Task
The response must reproduce exactly every line of the material below holding the word "stats".
-- Extracted entries follows --
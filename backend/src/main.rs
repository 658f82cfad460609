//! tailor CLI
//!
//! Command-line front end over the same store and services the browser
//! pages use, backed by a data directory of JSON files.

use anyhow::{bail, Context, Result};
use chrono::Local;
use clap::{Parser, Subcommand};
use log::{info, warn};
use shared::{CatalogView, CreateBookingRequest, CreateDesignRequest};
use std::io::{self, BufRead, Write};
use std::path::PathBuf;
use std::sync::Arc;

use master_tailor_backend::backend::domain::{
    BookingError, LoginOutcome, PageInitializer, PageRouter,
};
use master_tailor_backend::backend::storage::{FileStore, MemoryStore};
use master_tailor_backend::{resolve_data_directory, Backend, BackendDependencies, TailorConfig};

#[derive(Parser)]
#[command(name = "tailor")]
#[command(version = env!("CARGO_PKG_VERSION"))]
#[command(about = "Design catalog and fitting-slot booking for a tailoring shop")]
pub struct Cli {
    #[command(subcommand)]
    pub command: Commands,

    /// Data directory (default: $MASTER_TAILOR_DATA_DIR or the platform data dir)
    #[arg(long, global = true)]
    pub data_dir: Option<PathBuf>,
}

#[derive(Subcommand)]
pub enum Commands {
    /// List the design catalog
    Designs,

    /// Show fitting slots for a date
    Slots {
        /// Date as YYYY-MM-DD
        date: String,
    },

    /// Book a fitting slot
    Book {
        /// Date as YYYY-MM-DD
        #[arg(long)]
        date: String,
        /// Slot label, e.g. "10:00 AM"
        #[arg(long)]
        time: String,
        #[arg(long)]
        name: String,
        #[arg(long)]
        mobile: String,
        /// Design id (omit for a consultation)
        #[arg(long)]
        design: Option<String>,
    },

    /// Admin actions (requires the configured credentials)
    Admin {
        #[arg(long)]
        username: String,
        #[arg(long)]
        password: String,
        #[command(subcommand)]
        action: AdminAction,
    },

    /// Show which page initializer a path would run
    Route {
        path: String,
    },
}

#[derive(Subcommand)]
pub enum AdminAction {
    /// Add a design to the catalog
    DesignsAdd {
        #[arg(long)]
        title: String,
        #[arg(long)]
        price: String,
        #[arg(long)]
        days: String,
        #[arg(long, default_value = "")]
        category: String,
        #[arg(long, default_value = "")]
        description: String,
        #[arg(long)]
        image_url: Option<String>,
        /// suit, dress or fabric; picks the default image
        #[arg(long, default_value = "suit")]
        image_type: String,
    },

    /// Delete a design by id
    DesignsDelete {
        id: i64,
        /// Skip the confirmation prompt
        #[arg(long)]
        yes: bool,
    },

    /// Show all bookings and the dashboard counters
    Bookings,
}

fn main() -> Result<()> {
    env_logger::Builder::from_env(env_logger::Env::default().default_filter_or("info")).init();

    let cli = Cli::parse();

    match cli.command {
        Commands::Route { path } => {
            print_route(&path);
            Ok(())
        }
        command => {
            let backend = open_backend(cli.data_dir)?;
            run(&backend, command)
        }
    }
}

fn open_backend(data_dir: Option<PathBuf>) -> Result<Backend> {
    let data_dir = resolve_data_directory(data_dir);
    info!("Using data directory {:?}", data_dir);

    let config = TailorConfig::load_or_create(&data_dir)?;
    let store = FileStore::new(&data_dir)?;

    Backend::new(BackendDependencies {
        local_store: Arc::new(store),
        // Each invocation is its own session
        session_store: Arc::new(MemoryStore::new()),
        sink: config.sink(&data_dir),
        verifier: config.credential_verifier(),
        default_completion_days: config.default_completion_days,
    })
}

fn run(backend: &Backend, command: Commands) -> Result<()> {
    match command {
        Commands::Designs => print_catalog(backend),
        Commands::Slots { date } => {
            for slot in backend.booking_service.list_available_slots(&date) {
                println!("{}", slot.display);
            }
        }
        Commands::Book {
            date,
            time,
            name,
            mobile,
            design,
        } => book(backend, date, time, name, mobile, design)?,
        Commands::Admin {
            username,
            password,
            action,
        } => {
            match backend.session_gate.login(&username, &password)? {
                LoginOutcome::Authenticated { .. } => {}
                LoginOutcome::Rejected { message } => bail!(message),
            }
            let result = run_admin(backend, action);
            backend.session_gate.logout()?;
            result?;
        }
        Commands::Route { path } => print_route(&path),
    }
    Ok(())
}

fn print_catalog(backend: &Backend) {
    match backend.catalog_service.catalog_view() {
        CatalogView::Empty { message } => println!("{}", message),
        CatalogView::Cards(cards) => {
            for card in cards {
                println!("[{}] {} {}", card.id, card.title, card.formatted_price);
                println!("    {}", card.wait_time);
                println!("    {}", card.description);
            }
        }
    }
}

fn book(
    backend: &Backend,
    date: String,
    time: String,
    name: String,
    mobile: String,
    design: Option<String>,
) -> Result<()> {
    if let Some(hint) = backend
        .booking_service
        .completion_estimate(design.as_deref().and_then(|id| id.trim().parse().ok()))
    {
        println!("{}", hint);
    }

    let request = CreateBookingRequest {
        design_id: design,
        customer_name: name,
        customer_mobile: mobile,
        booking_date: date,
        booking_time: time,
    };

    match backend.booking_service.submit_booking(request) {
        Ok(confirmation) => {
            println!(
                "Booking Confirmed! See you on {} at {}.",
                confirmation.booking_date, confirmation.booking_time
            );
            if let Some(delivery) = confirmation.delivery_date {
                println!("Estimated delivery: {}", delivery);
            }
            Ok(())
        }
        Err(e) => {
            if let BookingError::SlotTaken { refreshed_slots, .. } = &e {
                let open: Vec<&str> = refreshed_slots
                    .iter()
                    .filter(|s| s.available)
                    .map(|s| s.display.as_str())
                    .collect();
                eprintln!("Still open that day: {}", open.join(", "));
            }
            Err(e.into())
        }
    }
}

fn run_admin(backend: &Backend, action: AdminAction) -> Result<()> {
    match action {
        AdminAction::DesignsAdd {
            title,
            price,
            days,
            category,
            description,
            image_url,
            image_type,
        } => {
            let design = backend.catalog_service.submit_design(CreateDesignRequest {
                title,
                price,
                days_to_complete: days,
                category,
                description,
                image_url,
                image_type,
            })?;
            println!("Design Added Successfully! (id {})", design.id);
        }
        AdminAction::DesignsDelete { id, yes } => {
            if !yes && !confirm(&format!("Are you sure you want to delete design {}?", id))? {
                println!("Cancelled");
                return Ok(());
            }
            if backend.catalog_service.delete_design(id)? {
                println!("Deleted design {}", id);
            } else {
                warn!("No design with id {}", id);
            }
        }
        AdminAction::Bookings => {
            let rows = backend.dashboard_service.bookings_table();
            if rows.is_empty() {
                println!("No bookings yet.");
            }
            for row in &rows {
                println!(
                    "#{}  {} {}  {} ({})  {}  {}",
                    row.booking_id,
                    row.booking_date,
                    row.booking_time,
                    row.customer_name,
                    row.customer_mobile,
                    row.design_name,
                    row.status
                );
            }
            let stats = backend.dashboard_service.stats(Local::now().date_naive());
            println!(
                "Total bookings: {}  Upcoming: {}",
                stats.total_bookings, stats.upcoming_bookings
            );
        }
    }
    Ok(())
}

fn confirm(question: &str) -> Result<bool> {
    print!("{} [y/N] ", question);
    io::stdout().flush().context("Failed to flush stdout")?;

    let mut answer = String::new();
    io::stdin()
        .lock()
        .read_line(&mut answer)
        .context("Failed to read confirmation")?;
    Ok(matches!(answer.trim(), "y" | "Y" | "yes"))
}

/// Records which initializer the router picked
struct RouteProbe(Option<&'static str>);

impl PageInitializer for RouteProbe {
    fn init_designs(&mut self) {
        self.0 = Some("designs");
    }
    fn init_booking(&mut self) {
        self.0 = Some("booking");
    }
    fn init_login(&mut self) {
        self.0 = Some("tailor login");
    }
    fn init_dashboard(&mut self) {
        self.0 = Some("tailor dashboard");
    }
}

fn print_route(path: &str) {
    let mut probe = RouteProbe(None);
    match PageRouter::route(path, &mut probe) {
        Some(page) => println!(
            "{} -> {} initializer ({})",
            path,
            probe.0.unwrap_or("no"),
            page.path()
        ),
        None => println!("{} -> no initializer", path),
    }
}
-- Extracted entries concluded --
Output for this exercise
            let stats = backend.dashboard_service.stats(Local::now().date_naive());
                stats.total_bookings, stats.upcoming_bookings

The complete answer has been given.